▸ WORK INSTRUCTIONS
Go through the entries, filter for the word "Some", and copy every line that has it.
(DATA Opens)
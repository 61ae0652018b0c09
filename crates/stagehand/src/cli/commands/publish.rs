//! Publish command

use clap::Args;
use console::style;
use dialoguer::{Confirm, Input, Select};
use tracing::info;

use stagehand_core::catalog::{load_catalog, save_catalog, AppsConfig};
use stagehand_core::error::{StagehandError, WorkflowError};
use stagehand_core::types::{Platform, TagStyle};
use stagehand_core::workflow::{
    execute_cleanup, fetch_cleanup_plan, match_files, CleanupOptions, PublishOptions,
    PublishWorkflow,
};

use super::cleanup::{confirm_plan, print_plan, print_report};
use super::flag_pair;
use crate::cli::{output, Cli, Host, OutputFormat};

/// Publish build artifacts to a GitHub release and record them
#[derive(Debug, Args)]
pub struct PublishCommand {
    /// App id or name
    #[arg(short, long)]
    pub app: Option<String>,

    /// Version, e.g. 1.0.0-alpha.2; omit the index to take the next one
    #[arg(long)]
    pub version: Option<String>,

    /// Artifact patterns (`**`, `{a,b}` and `~` supported)
    #[arg(short, long, num_args = 1..)]
    pub files: Vec<String>,

    /// Release notes; `\n` starts a new line
    #[arg(short, long)]
    pub notes: Option<String>,

    /// Publication date (YYYY-MM-DD), defaults to today
    #[arg(long)]
    pub date: Option<String>,

    /// Mark the iOS build as distributed through TestFlight
    #[arg(long, overrides_with = "no_ios_testflight")]
    pub ios_testflight: bool,

    /// Mark the iOS build as not distributed through TestFlight
    #[arg(long)]
    pub no_ios_testflight: bool,

    /// Clean up stale releases afterwards
    #[arg(long, overrides_with = "no_cleanup")]
    pub cleanup: bool,

    /// Skip cleanup
    #[arg(long)]
    pub no_cleanup: bool,

    /// Delete git tags together with releases during cleanup
    #[arg(long, overrides_with = "no_cleanup_tag")]
    pub cleanup_tag: bool,

    /// Keep git tags of deleted releases
    #[arg(long)]
    pub no_cleanup_tag: bool,

    /// Normalize asset names across the whole catalog
    #[arg(long, overrides_with = "no_normalize_assets")]
    pub normalize_assets: bool,

    /// Leave other catalog records as they are
    #[arg(long)]
    pub no_normalize_assets: bool,

    /// Tag style when the repository does not decide it
    #[arg(long)]
    pub tag_style: Option<TagStyle>,

    /// Skip confirmation prompts
    #[arg(short = 'y', long)]
    pub yes: bool,
}

impl PublishCommand {
    /// Execute the publish command
    pub fn execute(&self, cli: &Cli) -> anyhow::Result<()> {
        info!(
            app = ?self.app,
            version = ?self.version,
            files = ?self.files,
            dry_run = cli.dry_run,
            tag_style = ?self.tag_style,
            "executing publish command"
        );
        let runtime = tokio::runtime::Runtime::new()?;
        runtime.block_on(self.execute_async(cli))
    }

    async fn execute_async(&self, cli: &Cli) -> anyhow::Result<()> {
        let config = cli.tool_config()?;
        let catalog_path = cli.catalog_path(&config)?;
        let mut catalog = load_catalog(&catalog_path)?;
        let cwd = std::env::current_dir()?;

        let app = match &self.app {
            Some(app) => app.clone(),
            None => self.prompt_app(cli, &catalog)?,
        };
        let version = match &self.version {
            Some(version) => version.clone(),
            None => self.prompt_text(cli, "Version (e.g. 1.0.0-alpha.2, index optional)")?,
        };
        let files = if self.files.is_empty() {
            vec![self.prompt_text(cli, "Files (glob)")?]
        } else {
            self.files.clone()
        };

        let mut ios_testflight = flag_pair(self.ios_testflight, self.no_ios_testflight);
        if ios_testflight.is_none() && self.can_prompt(cli) {
            let has_ipa = match_files(&files, &cwd)
                .map(|found| found.iter().any(|a| a.platform == Platform::Ios))
                .unwrap_or(false);
            if has_ipa {
                ios_testflight = Some(
                    Confirm::new()
                        .with_prompt("Is the iOS build distributed through TestFlight?")
                        .default(false)
                        .interact()?,
                );
            }
        }

        let publish = &config.publish;
        let options = PublishOptions {
            app: app.clone(),
            version,
            files,
            notes: self.notes.clone().unwrap_or_default(),
            date: self.date.clone(),
            ios_testflight,
            tag_style: self.tag_style,
            default_tag_style: publish.tag_style,
            normalize_assets: flag_pair(self.normalize_assets, self.no_normalize_assets)
                .unwrap_or(publish.normalize_assets),
            base_dir: cwd,
            dry_run: cli.dry_run,
        };

        let host = Host::connect(&config, cli.dry_run)?;
        let outcome = PublishWorkflow::new(host.as_dyn(), options)
            .execute(&mut catalog)
            .await?;

        if cli.dry_run {
            if cli.is_text() {
                output::info(&format!(
                    "[dry-run] would write {}",
                    style(catalog_path.display()).cyan()
                ));
            }
        } else {
            save_catalog(&catalog_path, &catalog)?;
        }

        if cli.is_text() {
            println!("{}", output::header("Published"));
            println!(
                "{}",
                output::key_value("Version", &output::version_style().apply_to(&outcome.version).to_string())
            );
            println!(
                "{}",
                output::key_value("Release", &output::tag_style().apply_to(&outcome.tag).to_string())
            );
            for artifact in &outcome.artifacts {
                println!("{}", output::key_value(artifact.platform.as_str(), &artifact.asset_name));
            }
            if let Some(report) = outcome.normalized.as_ref().filter(|r| r.changed()) {
                output::info(&format!(
                    "Normalized catalog: {} asset names, {} tags",
                    report.renames.len(),
                    report.retagged
                ));
            }
        }

        let mut cleanup_report = None;
        if flag_pair(self.cleanup, self.no_cleanup).unwrap_or(publish.cleanup) {
            let options = CleanupOptions {
                delete_tags: flag_pair(self.cleanup_tag, self.no_cleanup_tag)
                    .unwrap_or(publish.cleanup_tag),
                cleanup_assets: publish.cleanup_assets,
            };
            let plan = fetch_cleanup_plan(host.as_dyn(), &catalog, &app, &options).await?;
            if cli.is_text() {
                print_plan(&plan);
            }
            if !plan.is_empty() && confirm_plan(cli, self.yes)? {
                let report = execute_cleanup(host.as_dyn(), &plan, &options).await;
                if cli.is_text() {
                    print_report(&report);
                }
                cleanup_report = Some(report);
            }
        }

        if cli.dry_run && cli.is_text() {
            host.report_planned();
        }

        if cli.format == OutputFormat::Json {
            output::json(&serde_json::json!({
                "publish": outcome,
                "cleanup": cleanup_report,
                "planned": host.planned(),
            }))?;
        } else if !cli.quiet {
            let done = if cli.dry_run {
                format!("Dry run complete for {} {}", outcome.app_id, outcome.version)
            } else {
                format!("Published {} {}", outcome.app_id, outcome.version)
            };
            output::success(&done);
        }

        match cleanup_report {
            Some(report) if !report.is_success() => Err(StagehandError::from(
                WorkflowError::StepFailed {
                    step: "cleanup".to_string(),
                    reason: format!("{} deletions failed", report.failures.len()),
                },
            )
            .into()),
            _ => Ok(()),
        }
    }

    /// Interactive prompts are off under `--yes` and `--dry-run`
    fn can_prompt(&self, cli: &Cli) -> bool {
        !self.yes && !cli.dry_run
    }

    fn prompt_app(&self, cli: &Cli, catalog: &AppsConfig) -> anyhow::Result<String> {
        if !self.can_prompt(cli) || catalog.apps.is_empty() {
            anyhow::bail!("--app is required");
        }
        let labels: Vec<String> = catalog
            .apps
            .iter()
            .map(|a| format!("{} ({})", a.name, a.id))
            .collect();
        let choice = Select::new()
            .with_prompt("App")
            .items(&labels)
            .default(0)
            .interact()?;
        Ok(catalog.apps[choice].id.clone())
    }

    fn prompt_text(&self, cli: &Cli, prompt: &str) -> anyhow::Result<String> {
        if !self.can_prompt(cli) {
            anyhow::bail!("{} is required", prompt);
        }
        Ok(Input::<String>::new().with_prompt(prompt).interact_text()?)
    }
}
(DATA Closes)
▸ EXERCISE RESPONSE
            Some(app) => app.clone(),
            Some(version) => version.clone(),
                ios_testflight = Some(
            if let Some(report) = outcome.normalized.as_ref().filter(|r| r.changed()) {
                cleanup_report = Some(report);
            Some(report) if !report.is_success() => Err(StagehandError::from(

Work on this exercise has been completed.